Наша гипотеза состоит в том, чтобы принять всерьез это деление, независимо от нарративных условностей, связав его с гораздо более глубоким сомнением в теологическом взгляде на историю, которое выливается в постоянную критику гегелевской диалектики. Мыслить современность, по Делёзу, – значит «отказаться от Гегеля», как к этому призывал уже Поль Рикёр во «Времени и рассказе». Отказаться от этого великого философа необходимо, потому что наши отношения с миром серьезно поколебал триумф нацистского варварства в самом сердце Европы. Больше нельзя оставаться с наивным линейным видением истории, осуществляющей, в соответствии с поступательным движением человеческого рода, царство Разума. Отношения с миром должны испытать на себе воздействие этой катастрофы, и именно в этом смысле Делёз в полной мере – дитя Второй мировой, которая не отпускала его еще с юности. И кино может стать для него любимым наблюдательным пунктом, с которого можно оценивать масштабы воздействия этой трагедии XX века.
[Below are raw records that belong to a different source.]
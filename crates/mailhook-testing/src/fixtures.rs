//! Provider payload fixtures.
//!
//! Builders return `serde_json::Value` so tests can tweak a field before
//! converting with [`to_bytes`]. Shapes follow what each provider actually
//! posts, trimmed to the fields the normalizers read plus a few they ignore.

use bytes::Bytes;
use mailhook_core::CORRELATION_METADATA_KEY;
use serde_json::{json, Value};

/// Serializes a fixture into a request body.
pub fn to_bytes(value: &Value) -> Bytes {
    Bytes::from(value.to_string())
}

/// Amazon SES notifications and SNS envelopes.
pub mod ses {
    use super::*;

    /// Wraps an SES notification in an SNS `Notification` envelope.
    pub fn notification_envelope(message: &Value) -> Value {
        json!({
            "Type": "Notification",
            "MessageId": "22b80b92-fdea-4c2c-8f9d-bdfb0c7bf324",
            "TopicArn": "arn:aws:sns:us-east-1:123456789012:ses-events",
            "Message": message.to_string(),
            "Timestamp": "2024-05-01T12:00:01.000Z",
            "SignatureVersion": "1",
        })
    }

    /// SNS envelope whose `Message` is an arbitrary string.
    pub fn raw_envelope(message: &str) -> Value {
        json!({
            "Type": "Notification",
            "MessageId": "0c2b0b0c-1d9e-4b70-a1d2-5c8a0f5e4c11",
            "TopicArn": "arn:aws:sns:us-east-1:123456789012:ses-events",
            "Message": message,
            "Timestamp": "2024-05-01T12:00:01.000Z",
        })
    }

    /// SNS subscription handshake pointing at `subscribe_url`.
    pub fn subscription_confirmation(subscribe_url: &str) -> Value {
        json!({
            "Type": "SubscriptionConfirmation",
            "MessageId": "165545c9-2a5c-472c-8df2-7ff2be2b3b1b",
            "Token": "2336412f37fb687f5d51e6e241d09c805a5a57b30d712f794cc5f6a988666d92768dd60a747ba6f3beb71854e285d6ad02428b09ceece29417f1f02d609c582afbacc99c583a916b9981dd2728f4ae6fdb82efd087cc3b7849e05798d2d2785c03b0879594eeac82c01f235d0e717736",
            "TopicArn": "arn:aws:sns:us-east-1:123456789012:ses-events",
            "Message": "You have chosen to subscribe to the topic arn:aws:sns:us-east-1:123456789012:ses-events.",
            "SubscribeURL": subscribe_url,
            "Timestamp": "2024-05-01T12:00:00.000Z",
        })
    }

    /// SNS unsubscribe confirmation.
    pub fn unsubscribe_confirmation() -> Value {
        json!({
            "Type": "UnsubscribeConfirmation",
            "MessageId": "47138184-6831-46b8-8f7c-afc488602d7d",
            "TopicArn": "arn:aws:sns:us-east-1:123456789012:ses-events",
            "Message": "You have chosen to deactivate subscription.",
            "SubscribeURL": "https://sns.us-east-1.amazonaws.com/?Action=ConfirmSubscription",
            "Timestamp": "2024-05-01T12:00:00.000Z",
        })
    }

    /// Topic validation heartbeat sent when a configuration set is wired up.
    pub fn topic_validation() -> Value {
        raw_envelope("Successfully validated SNS topic for Amazon SES event publishing.")
    }

    fn mail(message_id: &str, recipients: &[&str]) -> Value {
        json!({
            "timestamp": "2024-05-01T11:59:58.000Z",
            "source": "sender@example.com",
            "sourceArn": "arn:aws:ses:us-east-1:123456789012:identity/example.com",
            "messageId": message_id,
            "destination": recipients,
        })
    }

    /// SES bounce notification for one recipient.
    pub fn bounce(bounce_type: &str, sub_type: &str, recipient: &str, message_id: &str) -> Value {
        json!({
            "notificationType": "Bounce",
            "bounce": {
                "feedbackId": "0100018f2a1b3c4d-bounce",
                "bounceType": bounce_type,
                "bounceSubType": sub_type,
                "bouncedRecipients": [{
                    "emailAddress": recipient,
                    "action": "failed",
                    "status": "5.1.1",
                    "diagnosticCode": "smtp; 550 5.1.1 user unknown",
                }],
                "timestamp": "2024-05-01T12:00:00.000Z",
                "reportingMTA": "dsn; a8-70.smtp-out.amazonses.com",
            },
            "mail": mail(message_id, &[recipient]),
        })
    }

    /// SES complaint notification for one recipient.
    pub fn complaint(recipient: &str, message_id: &str) -> Value {
        json!({
            "notificationType": "Complaint",
            "complaint": {
                "feedbackId": "0100018f2a1b3c4d-complaint",
                "complainedRecipients": [{ "emailAddress": recipient }],
                "complaintFeedbackType": "abuse",
                "timestamp": "2024-05-01T12:00:00.000Z",
                "userAgent": "ExampleCorp Feedback Loop (V0.01)",
            },
            "mail": mail(message_id, &[recipient]),
        })
    }

    /// SES delivery notification.
    pub fn delivery(recipients: &[&str], message_id: &str) -> Value {
        json!({
            "notificationType": "Delivery",
            "delivery": {
                "timestamp": "2024-05-01T12:00:00.000Z",
                "processingTimeMillis": 546,
                "recipients": recipients,
                "smtpResponse": "250 ok: Message 64111812 accepted",
                "reportingMTA": "a8-70.smtp-out.amazonses.com",
            },
            "mail": mail(message_id, recipients),
        })
    }

    /// Adds the internal message id as an SES message tag.
    pub fn with_correlation(mut notification: Value, internal_id: &str) -> Value {
        notification["mail"]["tags"] = json!({ CORRELATION_METADATA_KEY: [internal_id] });
        notification
    }
}

/// Postmark webhooks.
pub mod postmark {
    use super::*;

    /// Postmark delivery record.
    pub fn delivery(recipient: &str, message_id: &str) -> Value {
        json!({
            "RecordType": "Delivery",
            "ServerID": 23,
            "MessageStream": "outbound",
            "MessageID": message_id,
            "Recipient": recipient,
            "Tag": "welcome",
            "DeliveredAt": "2024-05-01T12:00:00Z",
            "Details": "Test delivery webhook details",
            "Metadata": {},
        })
    }

    /// Postmark bounce record with the given `Type`.
    pub fn bounce(bounce_type: &str, email: &str, message_id: &str) -> Value {
        json!({
            "RecordType": "Bounce",
            "ID": 4_323_372_036_u64,
            "Type": bounce_type,
            "TypeCode": 1,
            "Name": "Hard bounce",
            "MessageID": message_id,
            "ServerID": 23,
            "MessageStream": "outbound",
            "Description": "The server was unable to deliver your message (ex: unknown user, mailbox not found).",
            "Details": "smtp;550 5.1.1 The email account that you tried to reach does not exist.",
            "Email": email,
            "From": "sender@example.com",
            "BouncedAt": "2024-05-01T12:00:00Z",
            "Inactive": true,
            "CanActivate": true,
            "Subject": "Test subject",
            "Metadata": {},
        })
    }

    /// Postmark spam complaint record.
    pub fn spam_complaint(email: &str, message_id: &str) -> Value {
        json!({
            "RecordType": "SpamComplaint",
            "ID": 42,
            "Type": "SpamComplaint",
            "TypeCode": 512,
            "MessageID": message_id,
            "Email": email,
            "BouncedAt": "2024-05-01T12:00:00Z",
            "Metadata": {},
        })
    }

    /// Adds the internal message id to `Metadata`.
    pub fn with_correlation(mut record: Value, internal_id: &str) -> Value {
        record["Metadata"] = json!({ CORRELATION_METADATA_KEY: internal_id });
        record
    }
}

/// Mailgun webhooks.
pub mod mailgun {
    use super::*;

    /// Mailgun event with the given `event` name.
    pub fn event(event: &str, recipient: &str, message_id: &str) -> Value {
        json!({
            "signature": {
                "timestamp": "1714564800",
                "token": "a8ce0edb2dd8301dee6c2405235584e45aa91d1e9f979f3de0",
                "signature": "d2271d12299f6592d9d44cd9d250f0704e4674c30d79d07c47a66f95ce71cf55",
            },
            "event-data": {
                "id": "CPgfbmQMTCKtHW6uIWtuVe",
                "event": event,
                "timestamp": 1_714_564_800.5,
                "recipient": recipient,
                "message": {
                    "headers": {
                        "message-id": message_id,
                        "to": recipient,
                        "from": "sender@example.com",
                    },
                },
                "user-variables": {},
            },
        })
    }

    /// Mailgun `failed` event with the given severity.
    pub fn failed(severity: &str, recipient: &str, message_id: &str) -> Value {
        let mut value = event("failed", recipient, message_id);
        value["event-data"]["severity"] = json!(severity);
        value["event-data"]["reason"] = json!("bounce");
        value["event-data"]["delivery-status"] = json!({
            "code": 550,
            "message": "No such user",
            "description": "550 5.1.1 The email account that you tried to reach does not exist.",
        });
        value
    }

    /// Adds the internal message id to `user-variables`.
    pub fn with_correlation(mut value: Value, internal_id: &str) -> Value {
        value["event-data"]["user-variables"] = json!({ CORRELATION_METADATA_KEY: internal_id });
        value
    }
}

/// SparkPost webhooks.
pub mod sparkpost {
    use super::*;

    /// `message_event` wrapper of the given type.
    pub fn message_event(event_type: &str, recipient: &str, message_id: &str) -> Value {
        json!({
            "msys": {
                "message_event": {
                    "type": event_type,
                    "timestamp": "1714564800",
                    "rcpt_to": recipient,
                    "message_id": message_id,
                    "transmission_id": "65832150921904138",
                    "rcpt_meta": {},
                },
            },
        })
    }

    /// `message_event` bounce wrapper with a bounce class.
    pub fn bounce(bounce_class: &str, recipient: &str, message_id: &str) -> Value {
        let mut value = message_event("bounce", recipient, message_id);
        value["msys"]["message_event"]["bounce_class"] = json!(bounce_class);
        value["msys"]["message_event"]["reason"] = json!("550 5.1.1 <recipient>... User unknown");
        value["msys"]["message_event"]["raw_reason"] =
            json!("550 5.1.1 <recipient@example.com>... User unknown");
        value
    }

    /// `track_event` wrapper, e.g. an open.
    pub fn track_event(event_type: &str, recipient: &str, message_id: &str) -> Value {
        json!({
            "msys": {
                "track_event": {
                    "type": event_type,
                    "timestamp": "2024-05-01T12:00:00.000Z",
                    "rcpt_to": recipient,
                    "message_id": message_id,
                },
            },
        })
    }

    /// Adds the internal message id to the event's `rcpt_meta`.
    pub fn with_correlation(mut wrapper: Value, internal_id: &str) -> Value {
        if let Some(msys) = wrapper["msys"].as_object_mut() {
            for event in msys.values_mut() {
                event["rcpt_meta"] = json!({ CORRELATION_METADATA_KEY: internal_id });
            }
        }
        wrapper
    }

    /// Wraps events into a batch payload.
    pub fn batch(events: &[Value]) -> Value {
        Value::Array(events.to_vec())
    }
}

/// Mailjet webhooks.
pub mod mailjet {
    use super::*;

    /// Mailjet event with the given name.
    pub fn event(event: &str, email: &str, message_id: u64) -> Value {
        json!({
            "event": event,
            "time": 1_714_564_800,
            "MessageID": message_id,
            "Message_GUID": "1ab23cd4-e567-8901-2345-6789f0gh1i2j",
            "email": email,
            "mj_campaign_id": 0,
            "mj_contact_id": 0,
            "customcampaign": "",
            "CustomID": "",
            "Payload": "",
        })
    }

    /// Mailjet `bounce` event.
    pub fn bounce(hard: bool, email: &str, message_id: u64) -> Value {
        let mut value = event("bounce", email, message_id);
        value["blocked"] = json!(false);
        value["hard_bounce"] = json!(hard);
        value["error_related_to"] = json!("recipient");
        value["error"] = json!("user unknown");
        value["comment"] = json!("Host or domain name not found.");
        value
    }

    /// Mailjet `blocked` event.
    pub fn blocked(email: &str, message_id: u64) -> Value {
        let mut value = event("blocked", email, message_id);
        value["error_related_to"] = json!("recipient");
        value["error"] = json!("user unknown");
        value
    }

    /// Sets `CustomID` to the internal message id.
    pub fn with_correlation(mut value: Value, internal_id: &str) -> Value {
        value["CustomID"] = json!(internal_id);
        value
    }
}

/// Generic SMTP relay webhooks.
pub mod smtp {
    use super::*;

    /// SMTP relay event.
    pub fn event(event: &str, recipient: &str, message_id: &str) -> Value {
        json!({
            "event": event,
            "timestamp": "2024-05-01T12:00:00Z",
            "recipient": recipient,
            "messageId": message_id,
        })
    }

    /// SMTP relay bounce.
    pub fn bounce(bounce_type: &str, category: &str, recipient: &str, message_id: &str) -> Value {
        let mut value = event("bounce", recipient, message_id);
        value["bounce_type"] = json!(bounce_type);
        value["bounce_category"] = json!(category);
        value["diagnostic"] = json!("550 5.1.1 mailbox unavailable");
        value
    }

    /// Adds the internal message id to `metadata`.
    pub fn with_correlation(mut value: Value, internal_id: &str) -> Value {
        value["metadata"] = json!({ CORRELATION_METADATA_KEY: internal_id });
        value
    }
}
Главная амбиция кинематографа, которую выразило первое поколение кинематографистов, – глубокое обновление отношений с миром и его осмысление. Кино становится массовым искусством для масс, в котором народ является предметом кинематографической мысли, объектом вдохновения и сюжета – как для Эйзенштейна или Абеля Ганса. Согласно этим первым кинематографистам, в кино мог найти выражение универсальный язык, который в итоге разобьется о трагедию истории: вместо этого оно станет орудием пропаганды, манипулирования массами, одной из составляющих тоталитарной политики. Здесь Делёз продолжает линию Сержа Данея, считавшего, что освободительные устремления кино обернулись проектом порабощения.
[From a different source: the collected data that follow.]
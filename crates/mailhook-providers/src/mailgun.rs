//! Mailgun webhooks.

use std::collections::HashMap;

use mailhook_core::{CanonicalWebhookEvent, EventKind, MailhookError, Result};
use serde::Deserialize;
use serde_json::Value;

use crate::{
    context::NormalizeContext,
    correlation::{self, Correlated},
    timestamp,
};

#[derive(Debug, Deserialize)]
struct MailgunPayload {
    #[serde(rename = "event-data")]
    event_data: MailgunEventData,
}

#[derive(Debug, Deserialize)]
struct MailgunEventData {
    event: String,
    #[serde(default)]
    timestamp: Option<f64>,
    #[serde(default)]
    recipient: Option<String>,
    #[serde(default)]
    severity: Option<String>,
    #[serde(default)]
    reason: Option<String>,
    #[serde(rename = "delivery-status", default)]
    delivery_status: MailgunDeliveryStatus,
    #[serde(default)]
    message: MailgunMessage,
    #[serde(rename = "user-variables", default)]
    user_variables: HashMap<String, Value>,
}

#[derive(Debug, Default, Deserialize)]
struct MailgunDeliveryStatus {
    #[serde(default)]
    message: Option<String>,
    #[serde(default)]
    description: Option<String>,
}

#[derive(Debug, Default, Deserialize)]
struct MailgunMessage {
    #[serde(default)]
    headers: MailgunHeaders,
}

#[derive(Debug, Default, Deserialize)]
struct MailgunHeaders {
    #[serde(rename = "message-id", default)]
    message_id: Option<String>,
}

impl Correlated for MailgunEventData {
    fn metadata_message_id(&self) -> Option<String> {
        correlation::from_metadata(&self.user_variables)
    }

    fn native_message_id(&self) -> Option<String> {
        self.message.headers.message_id.clone()
    }
}

impl MailgunEventData {
    fn diagnostic(&self) -> String {
        [&self.delivery_status.description, &self.delivery_status.message, &self.reason]
            .into_iter()
            .flatten()
            .find(|text| !text.is_empty())
            .cloned()
            .unwrap_or_default()
    }
}

/// Normalizes a Mailgun `delivered`, `failed` or `complained` event.
///
/// The hard/soft split for `failed` comes from `severity`: `permanent` is a
/// hard bounce, anything else soft.
///
/// # Errors
///
/// Returns `MalformedPayload` when the body does not decode and
/// `UnsupportedEventType` for any other event.
pub fn normalize(ctx: &NormalizeContext<'_>) -> Result<Vec<CanonicalWebhookEvent>> {
    let payload: MailgunPayload = serde_json::from_slice(ctx.payload)
        .map_err(|e| MailhookError::malformed(ctx.provider, e.to_string()))?;
    let data = payload.event_data;

    let kind = match data.event.as_str() {
        "delivered" => EventKind::Delivered,
        "failed" => {
            let severity = data.severity.clone().unwrap_or_default();
            let category =
                if severity.eq_ignore_ascii_case("permanent") { "HardBounce" } else { "SoftBounce" };
            EventKind::bounce(severity, category, data.diagnostic())
        },
        "complained" => EventKind::complaint("abuse"),
        other => return Err(MailhookError::unsupported_event(ctx.provider, other)),
    };

    let event = ctx.event(
        kind,
        timestamp::epoch_seconds_or(data.timestamp, ctx.received_at),
        data.recipient.clone(),
        data.message_id(),
    );
    Ok(vec![event])
}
То, что было поставлено под вопрос после Второй мировой войны и спровоцировало радикальный разрыв с кино, понятым как образ-движение, это были «гигантские политические постановки, государственная пропаганда, превратившаяся в живые картины, первые перемещения человеческих масс»[1733]
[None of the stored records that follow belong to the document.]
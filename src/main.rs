//! Mailhook webhook replay tool.
//!
//! Re-normalizes a stored raw webhook payload offline and prints the
//! canonical events and projected status updates as JSON. Nothing is
//! persisted and no SNS handshake is performed; a requested handshake is
//! reported instead.
//!
//! ```text
//! mailhook-replay <provider> <payload-file | -> [integration-id]
//! ```

use std::{env, path::PathBuf};

use anyhow::{bail, Context, Result};
use bytes::Bytes;
use mailhook_core::{CanonicalWebhookEvent, IntegrationId, MessageEventUpdate, ProviderKind};
use mailhook_ingest::{project, telemetry, Config};
use mailhook_providers::{Normalizers, SnsAction};
use serde::Serialize;
use tokio::io::AsyncReadExt;
use tracing::{debug, info};

const USAGE: &str = "usage: mailhook-replay <provider> <payload-file | -> [integration-id]";
const DEFAULT_INTEGRATION: &str = "replay";

#[derive(Debug)]
struct Args {
    provider: ProviderKind,
    source: PayloadSource,
    integration_id: IntegrationId,
}

#[derive(Debug)]
enum PayloadSource {
    Stdin,
    File(PathBuf),
}

#[derive(Debug, Serialize)]
struct ReplayReport<'a> {
    provider: ProviderKind,
    events: &'a [CanonicalWebhookEvent],
    updates: Vec<MessageEventUpdate>,
    #[serde(skip_serializing_if = "Option::is_none")]
    subscription_confirmation_url: Option<&'a str>,
}

#[tokio::main]
async fn main() -> Result<()> {
    let config = Config::load()?;
    telemetry::init_tracing(&config.rust_log)?;

    let args = parse_args(env::args().skip(1))?;
    debug!(provider = %args.provider, source = ?args.source, "Replaying payload");

    let payload = read_payload(&args.source).await?;
    let normalized = Normalizers::with_real_clock()
        .normalize(args.provider, &args.integration_id, &payload)
        .context("Payload failed to normalize")?;

    let subscription_confirmation_url = match &normalized.action {
        Some(SnsAction::ConfirmSubscription { url, .. }) => {
            info!("Payload requests an SNS subscription confirmation; not performing it");
            Some(url.as_str())
        },
        None => None,
    };

    let report = ReplayReport {
        provider: args.provider,
        events: &normalized.events,
        updates: project(&normalized.events),
        subscription_confirmation_url,
    };
    println!("{}", serde_json::to_string_pretty(&report)?);

    Ok(())
}

fn parse_args(mut args: impl Iterator<Item = String>) -> Result<Args> {
    let (Some(provider), Some(source)) = (args.next(), args.next()) else {
        bail!(USAGE);
    };
    let integration_id = IntegrationId::from(args.next().unwrap_or_else(|| DEFAULT_INTEGRATION.into()));
    if args.next().is_some() {
        bail!(USAGE);
    }

    let provider: ProviderKind = provider.parse()?;
    let source = if source == "-" { PayloadSource::Stdin } else { PayloadSource::File(source.into()) };

    Ok(Args { provider, source, integration_id })
}

async fn read_payload(source: &PayloadSource) -> Result<Bytes> {
    let bytes = match source {
        PayloadSource::Stdin => {
            let mut buffer = Vec::new();
            tokio::io::stdin()
                .read_to_end(&mut buffer)
                .await
                .context("Failed to read payload from stdin")?;
            buffer
        },
        PayloadSource::File(path) => tokio::fs::read(path)
            .await
            .with_context(|| format!("Failed to read payload from {}", path.display()))?,
    };
    Ok(Bytes::from(bytes))
}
. Политика концентрационных лагерей и кинопродукция, которая ее сопровождала, как, например, творчество Лени Рифеншталь, имели своим обоснованием мечты о свободе, которые нес в себе кинематограф. Вместо того, чтобы стать рычагом обновления мысли, кино становится местом ее подавления. Казалось, что массы можно будет превратить в хозяев их собственной истории, а вместо этого кино способствовало их порабощению, фашизации и всеобщему озверению. Война всегда была гигантской постановкой, которая становилась все более изощренной по мере своей модернизации, и она старается не столько скрыть, сколько выставить напоказ свои ловушки. По утверждению Поля Вирилио, до самого падения Рейха Геббельс стремился конкурировать с Голливудом. Таким образом, между двумя мирами, противостоящими друг другу на поле боя, но объединенными одним и тем же образом мышления, существовали зеркальные отношения.По окончании войны между кино и мыслью складывается новый союз. Одновременно с крахом прогрессистского эволюционизма Запада, уничтоженного тоталитаризмом, после войны потерпела крах американская мечта о всеобщем братстве. Это выразилось прежде всего в кризисе Голливуда и в пошатнувшейся мечте об американской интеграции как плавильном котле единой цивилизации. Кроме того, развитие техники, породившее множество самых разных форм образов, способствовало общему кризису их способности воплощать в себе мир. Ко всему этому нужно добавить проблематизацию сюжетности в американском романе, в частности в творчестве Дос Пассоса: «Тотальность остается, но это рассеянная тотальность»[1734]
. Из этого через двадцать лет родится новый американский кинематограф Роберта Олтмена, Сидни Люмета или Джона Кассаветиса, в котором больше нет главного героя, а есть множество случаев, не выстраивающихся в иерархию и образующих «повествование-пэтчворк»[1735]. Окружающий мир стал нечеловеческим, немыслимым. Варварство поглотило надежды на освобождение. В мир больше не верят, и новая функция кино в том, чтобы «внушить веру в отношения человека с миром»[1736].